Richard (Rick) Mills

Ahead of the Herd

As a general rule, the most successful man in life is the man who has the best information

In December 2006, Kootenay Silver TSX.V – KTN announced an agreement to acquire 100% interest in the former producing Promontorio Mine and the surrounding properties and mineral rights known as the Promontorio Concession. The claims cover approximately 79,000 hectares and are located in the historic, prolific silver and gold producing Sierra Madre Region of northwest Mexico.

Historical data from Promontorio shows individual holes with 1 kilogram (kg) of silver over 5 meters (m), 10m, 15m and an average silver grade of 367 grams per tonne (g/t). Historic reports also cite widths of 20 meters on average.

The project had seen some sporadic exploration and limited production (once in the 1920s and again in the 1980s) over the years but Kootenay’s exploration efforts represent the first thorough exploration program using highly advanced modern techniques.

Kootenay drilled over 50,000 meters and produced a 43-101 resource report which outlined 21 million ounces of silver equivalent – over 10 million ounces of silver along with substantial amounts of lead and zinc.

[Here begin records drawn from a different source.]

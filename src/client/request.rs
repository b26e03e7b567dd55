//! Request/response types and the retry state machine behind [`StravaClient::make_request`].

// crates.io
use serde::de::DeserializeOwned;
// self
use crate::{
	_prelude::*,
	auth::TokenSecret,
	client::{StravaClient, parse_url, pause},
	error::{TransportError, ValidationError},
	http::parse_retry_after,
	obs::{self, OpKind, OpOutcome, OpSpan},
};

/// Outbound REST call description.
#[derive(Clone, Debug, PartialEq, Eq)]
pub struct ApiRequest {
	method: Method,
	path: String,
	query: Vec<(String, String)>,
}
impl ApiRequest {
	/// Starts a `GET` request for `path`, either relative to the API base or absolute.
	pub fn get(path: impl Into<String>) -> Self {
		Self { method: Method::GET, path: path.into(), query: Vec::new() }
	}

	/// Appends a query parameter.
	pub fn query(mut self, name: impl Into<String>, value: impl Display) -> Self {
		self.query.push((name.into(), value.to_string()));

		self
	}

	/// Appends every pair from an already-built parameter list.
	pub fn params<I>(mut self, pairs: I) -> Self
	where
		I: IntoIterator<Item = (String, String)>,
	{
		self.query.extend(pairs);

		self
	}

	/// HTTP method.
	pub fn method(&self) -> &Method {
		&self.method
	}

	/// Path or absolute URL as supplied.
	pub fn path(&self) -> &str {
		&self.path
	}

	/// Query parameters in insertion order.
	pub fn query_pairs(&self) -> &[(String, String)] {
		&self.query
	}
}

/// Successful (2xx) provider response.
#[derive(Clone, Debug)]
pub struct ApiResponse {
	/// HTTP status code.
	pub status: StatusCode,
	/// Raw response body.
	pub body: Vec<u8>,
}
impl ApiResponse {
	/// Decodes the body, reporting the JSON path of any shape mismatch.
	pub fn json<T>(&self) -> Result<T>
	where
		T: DeserializeOwned,
	{
		let mut deserializer = serde_json::Deserializer::from_slice(&self.body);

		serde_path_to_error::deserialize(&mut deserializer).map_err(|source| {
			ValidationError::Malformed { source, status: Some(self.status.as_u16()) }.into()
		})
	}
}

impl StravaClient {
	/// Performs an authenticated request.
	///
	/// The loop below is the whole recovery policy:
	///
	/// - before every dispatch the rate limiter may impose one fixed cool-down;
	/// - the logical request is registered with the limiter on the first dispatch that yields a
	///   response;
	/// - a 401 triggers one forced re-authentication and one replay, a second 401 surfaces
	///   [`Error::Auth`];
	/// - transport failures and 5xx responses back off exponentially until the retry policy is
	///   exhausted;
	/// - 429 surfaces [`Error::RateLimit`] without a retry.
	pub async fn make_request(&self, request: ApiRequest) -> Result<ApiResponse> {
		let span = OpSpan::new(OpKind::Request, "make_request");

		obs::record_op_outcome(OpKind::Request, OpOutcome::Attempt);

		let result = span.instrument(self.execute(&request)).await;

		match &result {
			Ok(_) => obs::record_op_outcome(OpKind::Request, OpOutcome::Success),
			Err(_) => obs::record_op_outcome(OpKind::Request, OpOutcome::Failure),
		}

		result
	}

	/// Resolves `path` against the API base unless it is already absolute.
	pub fn resolve_url(&self, path: &str) -> Result<Url> {
		if path.starts_with("http://") || path.starts_with("https://") {
			return Ok(parse_url("request", path)?);
		}

		let base = self.settings.api_base.as_str().trim_end_matches('/');
		let path = path.trim_start_matches('/');

		Ok(parse_url("request", &format!("{base}/{path}"))?)
	}

	async fn execute(&self, request: &ApiRequest) -> Result<ApiResponse> {
		let url = self.resolve_url(&request.path)?;
		let policy = self.settings.retry;
		let mut token = self.access_token().await?;
		let mut attempt = 1;
		let mut registered = false;
		let mut reauthenticated = false;

		loop {
			self.throttle().await;

			let failure = match self.dispatch(request, &url, &token).await {
				Dispatch::Success(response) => {
					self.register_once(&mut registered);

					return Ok(response);
				},
				Dispatch::Rejected { status, body, retry_after } => {
					self.register_once(&mut registered);

					if status == StatusCode::UNAUTHORIZED && !reauthenticated {
						reauthenticated = true;

						self.metrics.record_reauth();
						tracing::warn!(
							path = request.path.as_str(),
							"access token rejected; re-authenticating"
						);

						token = self.reauthenticate(&token).await?;

						continue;
					}

					Error::from_status(status.as_u16(), &body, retry_after)
				},
				Dispatch::Failed(err) => err,
			};

			if !failure.is_transient() || attempt >= policy.max_attempts {
				return Err(failure);
			}

			let delay = policy.delay_for(attempt);

			self.metrics.record_retry();
			tracing::warn!(
				path = request.path.as_str(),
				attempt,
				delay_ms = delay.whole_milliseconds() as u64,
				error = %failure,
				"transient failure; backing off"
			);

			pause(delay).await;

			attempt += 1;
		}
	}

	async fn dispatch(&self, request: &ApiRequest, url: &Url, token: &TokenSecret) -> Dispatch {
		let sent = self
			.http
			.request(request.method.clone(), url.clone())
			.bearer_auth(token.expose())
			.query(&request.query)
			.send()
			.await;
		let response = match sent {
			Ok(response) => response,
			Err(e) => return Dispatch::Failed(TransportError::api(e).into()),
		};
		let status = response.status();
		let retry_after = parse_retry_after(response.headers());
		let body = match response.bytes().await {
			Ok(body) => body.to_vec(),
			// The provider answered; losing the body is still a transport failure.
			Err(e) => return Dispatch::Failed(TransportError::api(e).into()),
		};

		if status.is_success() {
			Dispatch::Success(ApiResponse { status, body })
		} else {
			Dispatch::Rejected { status, body, retry_after }
		}
	}

	fn register_once(&self, registered: &mut bool) {
		if !*registered {
			*registered = true;

			self.register_request();
		}
	}
}

enum Dispatch {
	Success(ApiResponse),
	Rejected { status: StatusCode, body: Vec<u8>, retry_after: Option<Duration> },
	Failed(Error),
}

The independent mineral resource estimate from AGP Mining Consultants (AGP), for just the Pit Discovery Zone, comprises Indicated Mineral Resources of 5.22 million tonnes averaging 52.7 g/t silver, 0.86% lead and 0.96% zinc, containing 8.9 million oz Silver, 99.3 million pounds of lead and 110.8 million pounds of zinc.

AGP also estimated that Promontorio contains 0.65 million tonnes averaging 55.7 g/t silver, 0.94% lead and 1.00% zinc in the Inferred category, containing 1.17 million oz Silver,13.4 million pounds of lead and 14.3 million pounds of zinc.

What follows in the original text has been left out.